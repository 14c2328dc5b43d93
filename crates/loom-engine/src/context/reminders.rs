//! Transient notes injected into the next request only.

use std::fmt::Write as _;

use loom_core::session::{Session, SessionMode};

use super::ContextConfig;

pub const PLAN_MODE_REMINDER: &str = "Plan mode is active. Only read-only tools are available. \
Explore, then present the plan with ExitPlanMode and wait for approval.";

pub const EMPTY_TODOS_REMINDER: &str = "The todo list is empty. If this task has several steps, \
track them with TodoWrite.";

/// Reminders pending for the current step, in a stable order.
pub fn collect(session: &Session, config: &ContextConfig) -> Vec<String> {
    let mut reminders = Vec::new();

    if session.mode == SessionMode::Plan {
        reminders.push(PLAN_MODE_REMINDER.to_string());
    }

    let changed = session.files.changed_files();
    if !changed.is_empty() {
        let mut text = String::from(
            "These files changed outside this session since they were last read. Read them again before modifying them:",
        );
        for path in &changed {
            let _ = write!(text, "\n- {}", path.display());
        }
        reminders.push(text);
    }

    if session.step == config.todo_reminder_step && session.todos.is_empty() {
        reminders.push(EMPTY_TODOS_REMINDER.to_string());
    }

    reminders
}
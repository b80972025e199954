//! Cooperative cancellation for long-running evaluations.
//!
//! A [`CancellationToken`] is shared between the driver and the evaluator.
//! The evaluator polls it between evaluation steps and around every external
//! invocation; external systems receive the same token so they can abandon
//! outstanding work.

use std::sync::atomic::{AtomicBool, Ordering};
use std::sync::Arc;
use std::time::{Duration, Instant};

#[derive(Debug, Clone, Default)]
pub struct CancellationToken {
    inner: Arc<TokenState>,
}

#[derive(Debug, Default)]
struct TokenState {
    cancelled: AtomicBool,
    deadline: Option<Instant>,
}

impl CancellationToken {
    pub fn new() -> Self {
        Self::default()
    }

    /// A token that cancels itself once `deadline` has passed.
    pub fn with_deadline(deadline: Instant) -> Self {
        Self {
            inner: Arc::new(TokenState {
                cancelled: AtomicBool::new(false),
                deadline: Some(deadline),
            }),
        }
    }

    pub fn with_timeout(timeout: Duration) -> Self {
        Self::with_deadline(Instant::now() + timeout)
    }

    pub fn cancel(&self) {
        self.inner.cancelled.store(true, Ordering::SeqCst);
    }

    pub fn deadline(&self) -> Option<Instant> {
        self.inner.deadline
    }

    pub fn is_cancelled(&self) -> bool {
        self.reason().is_some()
    }

    /// Why the token is cancelled, or `None` while it is still live.
    pub fn reason(&self) -> Option<&'static str> {
        if self.inner.cancelled.load(Ordering::SeqCst) {
            return Some("cancelled by caller");
        }
        match self.inner.deadline {
            Some(deadline) if Instant::now() >= deadline => Some("deadline exceeded"),
            _ => None,
        }
    }
}
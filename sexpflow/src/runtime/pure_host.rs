//! Default collaborators for standalone use and testing.
//!
//! None of these talk to a real task/tool system. [`PureHost`] refuses every
//! invocation, [`InMemoryAtomRegistry`] keeps definitions in a map, and
//! [`TracingLogSink`] forwards workflow log lines to `tracing`.

use crate::runtime::host_interface::{AtomRegistry, ExternalInvoker, InvocationRequest, LogSink};
use crate::runtime::values::{Diagnostic, ExternalResult, Symbol, Value};
use indexmap::IndexMap;
use std::cell::RefCell;

/// Invoker for pure evaluation: every external call fails with a
/// `not-available` diagnostic.
#[derive(Debug, Default)]
pub struct PureHost;

impl PureHost {
    pub fn new() -> Self {
        Self
    }
}

impl ExternalInvoker for PureHost {
    fn invoke(&self, request: InvocationRequest<'_>) -> Result<ExternalResult, Diagnostic> {
        Ok(ExternalResult::failure(Diagnostic::new(
            "not-available",
            format!(
                "'{}' is not a known procedure and no external system is configured",
                request.callee
            ),
        )))
    }
}

/// Invoker backed by a callback.
pub struct FnInvoker<F>
where
    F: Fn(InvocationRequest<'_>) -> Result<ExternalResult, Diagnostic>,
{
    invoke_fn: F,
}

impl<F> FnInvoker<F>
where
    F: Fn(InvocationRequest<'_>) -> Result<ExternalResult, Diagnostic>,
{
    pub fn new(invoke_fn: F) -> Self {
        Self { invoke_fn }
    }
}

impl<F> std::fmt::Debug for FnInvoker<F>
where
    F: Fn(InvocationRequest<'_>) -> Result<ExternalResult, Diagnostic>,
{
    fn fmt(&self, f: &mut std::fmt::Formatter<'_>) -> std::fmt::Result {
        f.debug_struct("FnInvoker")
            .field("invoke_fn", &"<closure>")
            .finish()
    }
}

impl<F> ExternalInvoker for FnInvoker<F>
where
    F: Fn(InvocationRequest<'_>) -> Result<ExternalResult, Diagnostic>,
{
    fn invoke(&self, request: InvocationRequest<'_>) -> Result<ExternalResult, Diagnostic> {
        (self.invoke_fn)(request)
    }
}

/// Atom definitions kept in registration order. Re-registering a name
/// replaces its spec.
#[derive(Debug, Default)]
pub struct InMemoryAtomRegistry {
    atoms: RefCell<IndexMap<Symbol, Vec<Value>>>,
}

impl InMemoryAtomRegistry {
    pub fn new() -> Self {
        Self::default()
    }

    pub fn get(&self, name: &Symbol) -> Option<Vec<Value>> {
        self.atoms.borrow().get(name).cloned()
    }

    pub fn names(&self) -> Vec<Symbol> {
        self.atoms.borrow().keys().cloned().collect()
    }

    pub fn len(&self) -> usize {
        self.atoms.borrow().len()
    }

    pub fn is_empty(&self) -> bool {
        self.atoms.borrow().is_empty()
    }
}

impl AtomRegistry for InMemoryAtomRegistry {
    fn register(&self, name: &Symbol, spec: &[Value]) -> Result<(), Diagnostic> {
        let previous = self.atoms.borrow_mut().insert(name.clone(), spec.to_vec());
        if previous.is_some() {
            tracing::debug!(atom = %name, "replaced atom definition");
        }
        Ok(())
    }
}

/// Writes `log-message` output as `info` events on the
/// `sexpflow::workflow` target.
#[derive(Debug, Default)]
pub struct TracingLogSink;

impl LogSink for TracingLogSink {
    fn log(&self, message: &str) {
        tracing::info!(target: "sexpflow::workflow", "{}", message);
    }
}

/// Keeps every logged line in memory.
#[derive(Debug, Default)]
pub struct MemoryLogSink {
    lines: RefCell<Vec<String>>,
}

impl MemoryLogSink {
    pub fn new() -> Self {
        Self::default()
    }

    pub fn lines(&self) -> Vec<String> {
        self.lines.borrow().clone()
    }
}

impl LogSink for MemoryLogSink {
    fn log(&self, message: &str) {
        self.lines.borrow_mut().push(message.to_string());
    }
}

#[cfg(test)]
mod tests {
    use super::*;
    use crate::runtime::cancellation::CancellationToken;

    #[test]
    fn test_pure_host_refuses_invocations() {
        let token = CancellationToken::new();
        let callee = Symbol::new("summarize");
        let result = PureHost::new()
            .invoke(InvocationRequest {
                callee: &callee,
                args: &[],
                cancellation: &token,
            })
            .unwrap();
        assert!(!result.succeeded);
        let diagnostic = result.diagnostic.unwrap();
        assert_eq!(diagnostic.code, "not-available");
        assert!(diagnostic.message.contains("summarize"));
    }

    #[test]
    fn test_fn_invoker_forwards_request() {
        let invoker = FnInvoker::new(|request: InvocationRequest<'_>| {
            Ok(ExternalResult::success(Value::Integer(request.args.len() as i64)))
        });
        let token = CancellationToken::new();
        let callee = Symbol::new("count");
        let result = invoker
            .invoke(InvocationRequest {
                callee: &callee,
                args: &[Value::Nil, Value::Nil],
                cancellation: &token,
            })
            .unwrap();
        assert_eq!(result.payload, Value::Integer(2));
    }

    #[test]
    fn test_registry_keeps_order_and_replaces() {
        let registry = InMemoryAtomRegistry::new();
        registry.register(&Symbol::new("b"), &[Value::Integer(1)]).unwrap();
        registry.register(&Symbol::new("a"), &[]).unwrap();
        registry.register(&Symbol::new("b"), &[Value::Integer(2)]).unwrap();
        assert_eq!(registry.names(), vec![Symbol::new("b"), Symbol::new("a")]);
        assert_eq!(registry.get(&Symbol::new("b")), Some(vec![Value::Integer(2)]));
        assert_eq!(registry.len(), 2);
    }

    #[test]
    fn test_memory_sink_records_lines() {
        let sink = MemoryLogSink::new();
        sink.log("first");
        sink.log("second");
        assert_eq!(sink.lines(), vec!["first", "second"]);
    }
}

• _How to complete this task_:
Nothing but a number should be given: the count of lines in the entries that contain the word "them".

• _Task solution_:
2